Prevalence, antibiotic resistance and RAPD analysis of food isolates of Salmonella species D.Jegadeeshkumar1*, V. Saritha1, K. Moorthy2, B.T. Suresh kumar2, 1 Chromopark Research centre, 62-B, Near N.K.R. College, Trichy Main Road, Namakkal- 637001 2 Vivekanandha college of Arts & Science, Tiruchengode,South India Address for corresponding author E- mail jegadeeshkumar2@gmail.com, Mobile: + 91 9940292388. Received: 15.09.2010; Revised:25.10.2010; Accepted: 11.11.2010; Published: 01.12.2010 Abstract A study was conducted to determine the prevalence, antibiotic resistance and RAPD patterns of Salmonella species on different food samples. A totally 30 foods samples were collected from in around area of Namakkal town. In our findings, out off 30 samples, 14 isolates (46.6%) were isolated from 3 types of food samples and highest prevalence occurred in fish samples (90%).
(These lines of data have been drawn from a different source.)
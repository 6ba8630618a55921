//! Enumeration of minimal unsatisfiable subsets.
//!
//! Subsets are explored through a separate "map" BDD over one selector variable per
//! constraint. Each unexplored seed is either grown into a maximal satisfiable subset and
//! blocked downwards, or shrunk into a minimal unsatisfiable subset and blocked upwards,
//! until the map is empty.

use log::debug;

use crate::bdd::Bdd;
use crate::reference::Ref;

fn selector(i: usize) -> i32 {
    i as i32 + 1
}

/// All minimal unsatisfiable subsets of the conjunction of `constraints`.
///
/// Each subset lists constraint positions ascending, and the subsets are sorted.
pub fn minimal_unsat_subsets(bdd: &Bdd, constraints: &[Ref]) -> Vec<Vec<usize>> {
    let n = constraints.len();
    let is_sat = |subset: &[usize]| !bdd.is_zero(bdd.apply_and_many(subset.iter().map(|&i| constraints[i])));

    let map = Bdd::new(10);
    let mut unexplored = map.one();
    let mut result = Vec::new();

    while let Some(model) = map.one_sat(unexplored) {
        let mut chosen = vec![true; n];
        for lit in model {
            if lit < 0 {
                chosen[(-lit - 1) as usize] = false;
            }
        }
        let seed: Vec<usize> = (0..n).filter(|&i| chosen[i]).collect();

        if is_sat(&seed) {
            let mut grown = seed;
            for i in 0..n {
                if !chosen[i] {
                    grown.push(i);
                    if is_sat(&grown) {
                        chosen[i] = true;
                    } else {
                        grown.pop();
                    }
                }
            }
            let missing: Vec<i32> = (0..n).filter(|&i| !chosen[i]).map(selector).collect();
            if missing.is_empty() {
                break;
            }
            unexplored = map.apply_and(unexplored, map.mk_clause(missing));
        } else {
            let mut core = seed;
            let mut i = 0;
            while i < core.len() {
                let candidate: Vec<usize> = core.iter().enumerate().filter(|&(k, _)| k != i).map(|(_, &c)| c).collect();
                if is_sat(&candidate) {
                    i += 1;
                } else {
                    core = candidate;
                }
            }
            debug!("mus: found core {:?}", core);
            unexplored = map.apply_and(unexplored, map.mk_clause(core.iter().map(|&c| -selector(c))));
            result.push(core);
        }
    }

    for core in result.iter_mut() {
        core.sort_unstable();
    }
    result.sort();
    result
}
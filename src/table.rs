use std::ops::Index;

use log::trace;

use crate::utils::{spread, MyHash};

#[derive(Clone)]
struct Entry<T> {
    value: T,
    next: usize,
}

/// Hash-consing table: every distinct value is stored exactly once.
///
/// Values live in a flat vector and are chained into buckets through `next` indices.
/// Index `0` is a sentry and is never handed out. The table grows by doubling its bucket
/// array once the average chain length exceeds two.
pub struct Table<T> {
    data: Vec<Entry<T>>,
    buckets: Vec<usize>,
    bitmask: u64,
}

impl<T> Table<T>
where
    T: Default,
{
    /// Create a new table with `2^bits` buckets.
    pub fn new(bits: usize) -> Self {
        assert!(bits <= 31, "Table bits should be in the range 0..=31");

        let buckets_size = 1 << bits;
        let mut data = Vec::with_capacity(buckets_size);
        data.push(Entry {
            value: T::default(),
            next: 0,
        });

        Self {
            data,
            buckets: vec![0; buckets_size],
            bitmask: (buckets_size - 1) as u64,
        }
    }
}

impl<T> Table<T> {
    /// Number of buckets.
    pub fn capacity(&self) -> usize {
        self.buckets.len()
    }
    /// Number of stored values.
    pub fn size(&self) -> usize {
        self.data.len() - 1
    }

    /// Get the reference to the value at the given index.
    pub fn value(&self, index: usize) -> &T {
        assert_ne!(index, 0, "Index is 0");
        &self.data[index].value
    }

    /// Get the index of the next cell in the same bucket.
    pub fn next(&self, index: usize) -> usize {
        assert_ne!(index, 0, "Index is 0");
        self.data[index].next
    }

    /// Append a value without hash-consing it and return its index.
    pub fn add(&mut self, value: T) -> usize {
        self.data.push(Entry { value, next: 0 });
        self.data.len() - 1
    }
}

impl<T> Table<T>
where
    T: MyHash,
{
    fn bucket_index(&self, value: &T) -> usize {
        (spread(value.hash()) & self.bitmask) as usize
    }

    /// Put a value into the table and return its index.
    ///
    /// If an equal value is already stored, its index is returned instead.
    pub fn put(&mut self, value: T) -> usize
    where
        T: Eq,
    {
        let bucket_index = self.bucket_index(&value);
        let mut index = self.buckets[bucket_index];

        while index != 0 {
            if &value == self.value(index) {
                return index;
            }
            index = self.next(index);
        }

        let i = self.add(value);
        self.data[i].next = self.buckets[bucket_index];
        self.buckets[bucket_index] = i;

        if self.size() > 2 * self.capacity() {
            self.grow();
        }

        i
    }

    fn grow(&mut self) {
        let new_size = self.buckets.len() * 2;
        trace!("table: growing to {} buckets", new_size);

        self.buckets = vec![0; new_size];
        self.bitmask = (new_size - 1) as u64;
        for index in 1..self.data.len() {
            let bucket_index = self.bucket_index(&self.data[index].value);
            self.data[index].next = self.buckets[bucket_index];
            self.buckets[bucket_index] = index;
        }
    }
}

impl<T> Index<usize> for Table<T> {
    type Output = T;

    fn index(&self, index: usize) -> &Self::Output {
        self.value(index)
    }
}

#[cfg(test)]
mod tests {
    use super::*;

    #[derive(Debug, Default, Copy, Clone, Eq, PartialEq)]
    struct Item(i32);

    impl MyHash for Item {
        fn hash(&self) -> u64 {
            self.0.unsigned_abs() as u64
        }
    }

    #[test]
    fn test_add() {
        let mut table = Table::<Item>::new(2);
        assert_eq!(table.add(Item(42)), 1);
        assert_eq!(table.add(Item(42)), 2);
        assert_eq!(table[1], Item(42));
        assert_eq!(table.size(), 2);
    }

    #[test]
    fn test_put_dedup() {
        let mut table = Table::new(2);
        let index1 = table.put(Item(5));
        let index2 = table.put(Item(-5));
        assert_ne!(index1, index2);
        assert_eq!(table.put(Item(5)), index1);
        assert_eq!(table.put(Item(-5)), index2);
        assert_eq!(table[index1], Item(5));
        assert_eq!(table[index2], Item(-5));
    }

    #[test]
    fn test_grow_keeps_values() {
        let mut table = Table::new(1);
        let indices: Vec<usize> = (0..100).map(|i| table.put(Item(i))).collect();
        assert!(table.capacity() > 2);
        for (i, &index) in indices.iter().enumerate() {
            assert_eq!(table.put(Item(i as i32)), index);
        }
        assert_eq!(table.size(), 100);
    }
}
use thiserror::Error;

#[derive(Debug, Error)]
pub enum Error {
    #[error("Constraint with name '{0}' already exists")]
    DuplicateConstraintName(String),

    #[error("Invalid constraint '{name}': {reason}")]
    InvalidConstraint { name: String, reason: &'static str },

    #[error("Generator constraint unsatisfiable")]
    Unsatisfiable,

    #[error("Variable {0} has no value: it is not constrained or the last solve failed")]
    InvalidRead(u32),

    #[error("Expression node '{0}' cannot be bit-blasted")]
    UnsupportedNode(&'static str),

    #[error("Overlapping range exists")]
    OverlappingRange,

    #[error("Invalid range: {0} > {1}")]
    InvalidRange(i128, i128),

    #[error("Invalid weight {0}: weights must be positive")]
    InvalidWeight(u128),

    #[error("Total distribution weight overflows")]
    WeightOverflow,

    #[error("Vector {vector} has size {size}, larger than the maximum {max}")]
    VectorTooLarge { vector: u32, size: usize, max: usize },
}

pub type Result<T, E = Error> = std::result::Result<T, E>;
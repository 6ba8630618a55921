//! Concrete evaluation of scalar expressions.
//!
//! The semantics match the bit-blaster exactly: operands are resized to their common sort,
//! arithmetic wraps at the result width, division by zero yields all ones (quotient) or
//! the dividend (remainder), and `>>` is arithmetic on signed operands.

use crate::expr::{BinaryOp, Expr, Node, Sort, UnaryOp};

#[derive(Debug, Copy, Clone, Eq, PartialEq)]
pub struct Value {
    bits: u128,
    sort: Sort,
}

fn mask(width: u32) -> u128 {
    if width >= 128 {
        u128::MAX
    } else {
        (1 << width) - 1
    }
}

fn to_signed(bits: u128, width: u32) -> i128 {
    if width == 0 || width >= 128 {
        return bits as i128;
    }
    let shift = 128 - width;
    ((bits << shift) as i128) >> shift
}

impl Value {
    pub fn new(bits: u128, sort: Sort) -> Self {
        Self {
            bits: bits & mask(sort.width()),
            sort,
        }
    }

    pub fn bits(&self) -> u128 {
        self.bits
    }
    pub fn sort(&self) -> Sort {
        self.sort
    }

    pub fn as_bool(&self) -> bool {
        self.bits != 0
    }

    /// Low 64 bits, zero-extended.
    pub fn as_u64(&self) -> u64 {
        self.bits as u64
    }

    /// Value interpreted in its own signedness.
    pub fn as_i128(&self) -> i128 {
        if self.sort.is_signed() {
            to_signed(self.bits, self.sort.width())
        } else {
            self.bits as i128
        }
    }

    /// Bits of this value resized to `sort`, sign-extending signed values.
    fn resize(&self, sort: Sort) -> u128 {
        let extended = if self.sort.is_signed() {
            to_signed(self.bits, self.sort.width()) as u128
        } else {
            self.bits
        };
        extended & mask(sort.width())
    }
}

/// Evaluates `expr` with variable values supplied by `env`.
///
/// Returns `None` when a variable is unbound or the expression contains a vector-level node.
pub fn eval(expr: &Expr, env: &impl Fn(u32) -> Option<u64>) -> Option<Value> {
    let sort = expr.sort();
    let value = match expr.node() {
        Node::Variable { id, sort } => Value::new(env(*id)? as u128, *sort),
        Node::Constant { value, sort } => Value::new(*value as u128, *sort),
        Node::Placeholder { .. }
        | Node::Vector { .. }
        | Node::VectorAccess { .. }
        | Node::ForEach { .. }
        | Node::Unique { .. } => return None,
        Node::Unary { op, arg } => {
            let a = eval(arg, env)?;
            match op {
                UnaryOp::Not => Value::new(!a.as_bool() as u128, Sort::Bool),
                UnaryOp::Neg => Value::new(0u128.wrapping_sub(a.bits), sort),
                UnaryOp::Complement => Value::new(!a.bits, sort),
            }
        }
        Node::Inside { arg, set } => {
            let a = eval(arg, env)?;
            let hit = set.iter().any(|&c| {
                let c = Value::new(c as u128, Sort::of_literal(c));
                let common = a.sort.common(c.sort);
                a.resize(common) == c.resize(common)
            });
            Value::new(hit as u128, Sort::Bool)
        }
        Node::Extend { arg, .. } => {
            let a = eval(arg, env)?;
            Value::new(a.resize(sort), sort)
        }
        Node::BitSlice { arg, lo, .. } => {
            let a = eval(arg, env)?;
            Value::new(a.bits >> lo, sort)
        }
        Node::Ite { cond, then, other } => {
            let branch = if eval(cond, env)?.as_bool() { then } else { other };
            let v = eval(branch, env)?;
            Value::new(v.resize(sort), sort)
        }
        Node::Binary { op, lhs, rhs } => binary(*op, eval(lhs, env)?, eval(rhs, env)?, sort),
    };
    Some(value)
}

fn binary(op: BinaryOp, a: Value, b: Value, sort: Sort) -> Value {
    let common = a.sort.common(b.sort);
    let width = common.width();
    let (x, y) = (a.resize(common), b.resize(common));
    let truth = |t: bool| Value::new(t as u128, Sort::Bool);
    let less = |x: u128, y: u128| {
        if common.is_signed() {
            to_signed(x, width) < to_signed(y, width)
        } else {
            x < y
        }
    };

    match op {
        BinaryOp::And => truth(a.as_bool() && b.as_bool()),
        BinaryOp::Or => truth(a.as_bool() || b.as_bool()),
        BinaryOp::Equal => truth(x == y),
        BinaryOp::NotEqual => truth(x != y),
        BinaryOp::Less => truth(less(x, y)),
        BinaryOp::LessEqual => truth(!less(y, x)),
        BinaryOp::Greater => truth(less(y, x)),
        BinaryOp::GreaterEqual => truth(!less(x, y)),
        BinaryOp::Add => Value::new(x.wrapping_add(y), sort),
        BinaryOp::Sub => Value::new(x.wrapping_sub(y), sort),
        BinaryOp::Mul => Value::new(x.wrapping_mul(y), sort),
        BinaryOp::BitAnd => Value::new(x & y, sort),
        BinaryOp::BitOr => Value::new(x | y, sort),
        BinaryOp::BitXor => Value::new(x ^ y, sort),
        BinaryOp::Div if common.is_signed() => {
            let (sx, sy) = (to_signed(x, width), to_signed(y, width));
            let q = if sy == 0 {
                if sx >= 0 {
                    -1
                } else {
                    1
                }
            } else {
                sx.wrapping_div(sy)
            };
            Value::new(q as u128, sort)
        }
        BinaryOp::Div => Value::new(if y == 0 { u128::MAX } else { x / y }, sort),
        BinaryOp::Rem if common.is_signed() => {
            let (sx, sy) = (to_signed(x, width), to_signed(y, width));
            let r = if sy == 0 { sx } else { sx.wrapping_rem(sy) };
            Value::new(r as u128, sort)
        }
        BinaryOp::Rem => Value::new(if y == 0 { x } else { x % y }, sort),
        BinaryOp::Shl | BinaryOp::Shr => {
            let width = sort.width();
            let x = a.bits;
            let amount = b.bits;
            let bits = match op {
                BinaryOp::Shl if amount >= width as u128 => 0,
                BinaryOp::Shl => x << amount,
                _ if sort.is_signed() => {
                    let shift = amount.min(width as u128 - 1) as u32;
                    (to_signed(x, width) >> shift) as u128
                }
                _ if amount >= width as u128 => 0,
                _ => x >> amount,
            };
            Value::new(bits, sort)
        }
    }
}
Four types of species were isolated from among the 3 types of samples such as S.typhi (55.5%) S.paratyphi A (48.1%), S.paratyphi B (25.9%) and S.typhimurium (22.2%). All isolates were subjected into antibiotic stability test. Present study all isolates showed multiple drug resistance, and 100 % resistant to Vancomycin, Novobiocin, Nitrofurantoin, Ciproflaxacin, and Methicillin. The increasing resistance was observed for Amoxiclave (92.55 %) and Bacitracin (78.57 %). The highest antibiotic resistance patterns were observed in fruits (80.5%) second most fish isolates (72.2%). Random amplified polymorphic DNA (RAPD) analysis was applied for molecular characterization of Salmonella species. A total of 3 primers were used and only single primer showed good discriminatory power for all isolates. Dendrogram showed heterogeneity present in all isolates. Key words: Antibiotic resistance, food samples, Salmonella spp, RAPD analysis.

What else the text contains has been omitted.